On a more practical level, the European Commission questions whether goods and services can really be separated in the way the U.K. hopes. And while there might be some advantages to the EU of a single market in goods (the EU has a goods surplus with Britain, but a services deficit, and supply chains are integrated across the continent), this does not overcome the political priority of preserving the market. More broadly, EU leaders see a union facing multiple political challenges and divides. In such conditions, preserving unity, and the EU system’s integrity, is paramount.
Where does Brexit go from here? The current government compromise is likely to be diluted further in negotiations in Brussels. The question of how a common rulebook will be governed when the U.K. wants to leave the EU’s legal jurisdiction is not fully answered. The politically sensitive issue of U.K.-EU immigration is likely to create further divisions. The EU may try to nudge the U.K. toward an arrangement comparable to Norway’s, in which it remains fully in the single market, but with an enhanced customs arrangement, which sceptics would view as Brexit in name only. Even with some softening on the U.K. side, it is possible, even likely, that by March 29, 2019, the scheduled departure date, the U.K. and the EU will still only have agreed on the outlines of this future relationship, with the detail to be determined in the transition period afterwards.

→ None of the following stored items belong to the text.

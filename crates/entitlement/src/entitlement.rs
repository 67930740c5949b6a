//! Entitlement aggregate and lifecycle enums

use chrono::{DateTime, Utc};
use serde::{Deserialize, Serialize};
use strum_macros::{Display, EnumString};

/// Lifecycle status of an entitlement
#[derive(
    Debug, Clone, Copy, PartialEq, Eq, Hash, Serialize, Deserialize, EnumString, Display,
)]
#[strum(serialize_all = "SCREAMING_SNAKE_CASE")]
#[serde(rename_all = "SCREAMING_SNAKE_CASE")]
pub enum EntitlementStatus {
    /// Enrollment is live; content unlocks per course policy
    Active,

    /// Every lesson completed; content stays accessible
    Completed,

    /// Temporarily suspended (billing hold, mentor action); no access
    Paused,

    /// Soft-deleted for audit; superseded or refunded
    Revoked,
}

impl EntitlementStatus {
    /// Whether this status entitles the holder to non-preview content.
    ///
    /// Completed courses remain readable; paused and revoked do not.
    pub fn grants_access(&self) -> bool {
        matches!(self, EntitlementStatus::Active | EntitlementStatus::Completed)
    }
}

/// How the entitlement was obtained
#[derive(
    Debug, Clone, Copy, PartialEq, Eq, Hash, Serialize, Deserialize, EnumString, Display,
)]
#[strum(serialize_all = "SCREAMING_SNAKE_CASE")]
#[serde(rename_all = "SCREAMING_SNAKE_CASE")]
pub enum EntitlementSource {
    /// Purchased through the payment system
    Paid,
    /// Free enrollment (open course, coupon)
    Free,
    /// Granted manually by an admin or mentor
    AdminGranted,
}

/// A record granting a user access to one course.
///
/// # Invariant
/// At most one non-revoked entitlement exists per `(user_id, course_id)`;
/// `EntitlementStore::grant` revokes any live prior record before creating
/// a new one. `granted_at` is the clock base for enrollment-relative drip
/// policies.
#[derive(Debug, Clone, PartialEq, Serialize, Deserialize)]
pub struct Entitlement {
    /// Unique id, `ENT-` prefixed
    pub id: String,

    pub user_id: String,
    pub course_id: String,
    pub source: EntitlementSource,

    /// Enrollment instant; drip policies count days from here
    pub granted_at: DateTime<Utc>,

    pub status: EntitlementStatus,

    /// Set exactly once, when the course reaches full completion
    pub completed_at: Option<DateTime<Utc>>,

    /// Set when the entitlement is revoked (refund or supersession)
    pub revoked_at: Option<DateTime<Utc>>,
}

impl Entitlement {
    /// Create a new active entitlement
    pub fn new(
        user_id: impl Into<String>,
        course_id: impl Into<String>,
        source: EntitlementSource,
        granted_at: DateTime<Utc>,
    ) -> Self {
        let id = format!(
            "ENT-{}",
            uuid::Uuid::new_v4().to_string()[..8].to_uppercase()
        );
        Self {
            id,
            user_id: user_id.into(),
            course_id: course_id.into(),
            source,
            granted_at,
            status: EntitlementStatus::Active,
            completed_at: None,
            revoked_at: None,
        }
    }

    /// Whether this entitlement currently grants content access
    pub fn grants_access(&self) -> bool {
        self.status.grants_access()
    }
}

Meanwhile, the Brexiteers will need to decide if it is more important for the U.K. to leave in the way they would like, or to leave full stop. Do they accept a less “pure” version of their dream or back a compromise to ensure Britain actually leaves? Michael Gove, another prominent Brexiteer who has remained in the Cabinet, is reported to take the longer view: Get out by March and the relationship can be shaped and evolve in the future. Others take a more hard-line stance, accusing the government of betrayal. They are a minority though, and it is not clear if they are willing or capable of toppling May and unleashing further political chaos.
Such instability seems inevitable at some point in the autumn. There is a crunch EU summit in October. The U.K. and the EU have yet to agree on the form of the so-called “backstop” arrangement, an insurance policy against a hard border in Ireland if other customs systems don’t work. The U.K. has agreed to a backstop, but views the EU’s proposals on this as a risk to the constitutional integrity of the union. And any deal will also need to pass through the U.K. and European parliaments. With a minority government and a sizeable portion of her party opposed, May might seek support from some in the opposition to avoid a calamitous no-deal scenario. In short, Britain’s era of political instability will not end soon.
Thomas Raines is a research fellow and Europe programme manager at Chatham House.